Alan Jacobs wrote an excellent critique of Philip Jenkins’ work, The Lost History of Christianity. (Jacobs actually critiques a Boston Globe essay by Jenkins, but the Globe essay was “a kind of preview” to Jenkins’ new book.)
Here’s an excerpt:
And if I do give up on the uniqueness of Jesus, what do I retain? I think we get a clue in this passage from Jenkins:
By the twelfth century, flourishing churches in China and southern India were using the lotus-cross. The lotus is a superbly beautiful flower that grows out of muck and slime. No symbol could better represent the rise of the soul from the material, the victory of enlightenment over ignorance, desire, and attachment. For two thousand years, Buddhist artists have used the lotus to convey these messages in countless paintings and sculptures. The Christian Cross, meanwhile, teaches a comparable lesson, of divine victory over sin and injustice, of the defeat of the world.

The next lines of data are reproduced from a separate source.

use std::cmp::Ordering;

use serde::{Deserialize, Serialize};

use crate::{Operation, Result};

/// Ordered log of the operations performed by one sort run.
///
/// A trace is only meaningful relative to the array length it was recorded
/// against, which it carries as [`Trace::array_len`].
#[derive(Debug, Clone, PartialEq, Eq, Serialize, Deserialize)]
pub struct Trace<T> {
    array_len: usize,
    operations: Vec<Operation<T>>,
}

impl<T> Trace<T> {
    /// Builds a trace from operations recorded elsewhere, such as a trace
    /// decoded from JSON. Indices are not validated until replay.
    pub fn from_parts(array_len: usize, operations: Vec<Operation<T>>) -> Self {
        Self {
            array_len,
            operations,
        }
    }

    /// Returns the length of the array the trace was recorded against.
    pub fn array_len(&self) -> usize {
        self.array_len
    }

    /// Returns the number of recorded operations.
    pub fn len(&self) -> usize {
        self.operations.len()
    }

    pub fn is_empty(&self) -> bool {
        self.operations.is_empty()
    }

    pub fn operations(&self) -> &[Operation<T>] {
        &self.operations
    }

    pub fn get(&self, step: usize) -> Option<&Operation<T>> {
        self.operations.get(step)
    }

    pub fn iter(&self) -> std::slice::Iter<'_, Operation<T>> {
        self.operations.iter()
    }

    /// Checks every operation against the recorded array length, so a trace
    /// of unknown origin can be rejected before anything is applied.
    pub fn validate(&self) -> Result<()> {
        self.operations
            .iter()
            .try_for_each(|op| op.check_bounds(self.array_len))
    }

    /// Counts the recorded operations by kind.
    pub fn stats(&self) -> TraceStats {
        self.operations
            .iter()
            .fold(TraceStats::default(), |mut stats, op| {
                match op {
                    Operation::Compare { .. } => stats.compares += 1,
                    Operation::Copy { .. } => stats.copies += 1,
                    Operation::Swap { .. } => stats.swaps += 1,
                }
                stats
            })
    }
}

impl<'a, T> IntoIterator for &'a Trace<T> {
    type Item = &'a Operation<T>;
    type IntoIter = std::slice::Iter<'a, Operation<T>>;

    fn into_iter(self) -> Self::IntoIter {
        self.operations.iter()
    }
}

/// Per-kind operation counts of a [`Trace`].
#[derive(Debug, Clone, Copy, Default, PartialEq, Eq, Serialize, Deserialize)]
pub struct TraceStats {
    pub compares: usize,
    pub copies: usize,
    pub swaps: usize,
}

impl TraceStats {
    pub fn total(&self) -> usize {
        self.compares + self.copies + self.swaps
    }
}

/// Working copy that records every observation and write made through it.
///
/// The sorts never touch the slice directly: each read-for-ordering goes
/// through [`Recorder::compare`] and each write through [`Recorder::swap`] or
/// [`Recorder::copy`], which keeps the log in execution order.
#[derive(Debug)]
pub(crate) struct Recorder<T> {
    array: Vec<T>,
    operations: Vec<Operation<T>>,
}

impl<T: Ord + Clone> Recorder<T> {
    pub(crate) fn new(input: &[T]) -> Self {
        Self {
            array: input.to_vec(),
            operations: Vec::new(),
        }
    }

    pub(crate) fn len(&self) -> usize {
        self.array.len()
    }

    pub(crate) fn value(&self, index: usize) -> &T {
        &self.array[index]
    }

    /// Clones the inclusive range `[lo, hi]` of the working array.
    pub(crate) fn snapshot(&self, lo: usize, hi: usize) -> Vec<T> {
        self.array[lo..=hi].to_vec()
    }

    /// Records a comparison between two slots and returns `a[i]` cmp `a[j]`.
    pub(crate) fn compare(&mut self, i: usize, j: usize) -> Ordering {
        self.operations.push(Operation::Compare { i, j });
        self.array[i].cmp(&self.array[j])
    }

    /// Records a comparison of slots `i` and `j` where slot `j` has been
    /// displaced and the algorithm holds its value as `candidate`. Returns
    /// `a[i]` cmp `candidate`.
    pub(crate) fn compare_with(&mut self, i: usize, j: usize, candidate: &T) -> Ordering {
        self.operations.push(Operation::Compare { i, j });
        self.array[i].cmp(candidate)
    }

    /// Records a comparison of slots `i` and `j` whose values are read from a
    /// snapshot taken before the current pass.
    pub(crate) fn compare_values(&mut self, i: usize, j: usize, left: &T, right: &T) -> Ordering {
        self.operations.push(Operation::Compare { i, j });
        left.cmp(right)
    }

    pub(crate) fn swap(&mut self, i: usize, j: usize) {
        self.operations.push(Operation::Swap { i, j });
        self.array.swap(i, j);
    }

    pub(crate) fn copy(&mut self, index: usize, value: T) {
        self.operations.push(Operation::Copy {
            index,
            value: value.clone(),
        });
        self.array[index] = value;
    }

    pub(crate) fn finish(self) -> Trace<T> {
        Trace {
            array_len: self.array.len(),
            operations: self.operations,
        }
    }

    #[cfg(test)]
    pub(crate) fn array(&self) -> &[T] {
        &self.array
    }
}

#[cfg(test)]
mod tests {
    use super::*;

    #[test]
    fn records_operations_in_execution_order() {
        let mut recorder = Recorder::new(&[2, 1]);
        assert_eq!(recorder.compare(0, 1), Ordering::Greater);
        recorder.swap(0, 1);
        recorder.copy(1, 5);

        assert_eq!(recorder.array(), &[1, 5]);

        let trace = recorder.finish();
        assert_eq!(trace.array_len(), 2);
        assert_eq!(
            trace.operations(),
            &[
                Operation::Compare { i: 0, j: 1 },
                Operation::Swap { i: 0, j: 1 },
                Operation::Copy { index: 1, value: 5 },
            ]
        );
    }

    #[test]
    fn stats_count_each_kind() {
        let mut recorder = Recorder::new(&[3, 2, 1]);
        recorder.compare(0, 1);
        recorder.compare(1, 2);
        recorder.swap(0, 2);
        recorder.copy(1, 2);

        let stats = recorder.finish().stats();
        assert_eq!(
            stats,
            TraceStats {
                compares: 2,
                copies: 1,
                swaps: 1,
            }
        );
        assert_eq!(stats.total(), 4);
    }

    #[test]
    fn validate_reports_the_first_out_of_range_index() {
        let trace = Trace::from_parts(
            2,
            vec![
                Operation::Swap { i: 0, j: 1 },
                Operation::Copy { index: 5, value: 9 },
                Operation::Compare { i: 7, j: 0 },
            ],
        );

        assert!(matches!(
            trace.validate(),
            Err(crate::SortVizError::IndexOutOfBounds { index: 5, len: 2 })
        ));
        assert!(Recorder::new(&[3, 1, 2]).finish().validate().is_ok());
    }

    #[test]
    fn copy_snapshots_are_not_live_references() {
        let mut recorder = Recorder::new(&[String::from("a"), String::from("b")]);
        recorder.copy(0, String::from("z"));
        recorder.copy(0, String::from("y"));

        let trace = recorder.finish();
        assert_eq!(
            trace.get(0),
            Some(&Operation::Copy {
                index: 0,
                value: String::from("z"),
            })
        );
    }
}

But these lessons are not comparable at all; they are quite dramatically at odds with each other, which may help to explain why attempts to reconcile them—if indeed that was really what was going on—have not succeeded. Christianity, being anything but Gnostic, does not believe that the material world is evil, but rather good: the glorious creation of a personal God. Christianity does not teach the innocence or purity of the soul, but rather the corruption of the will and the resulting involvement of the body in sin: As the Body says in a poem by Andrew Marvell, What but a Soul could have the wit / To build me up for Sin so fit? Christianity does not believe in nonattachment, but rather teaches precisely the opposite, that we should weep with those who weep and rejoice with those who rejoice. The Buddha says, “He who has no love has no woe”; St. John says, “He who does not love abides in death.”
The whole article is well worth reading.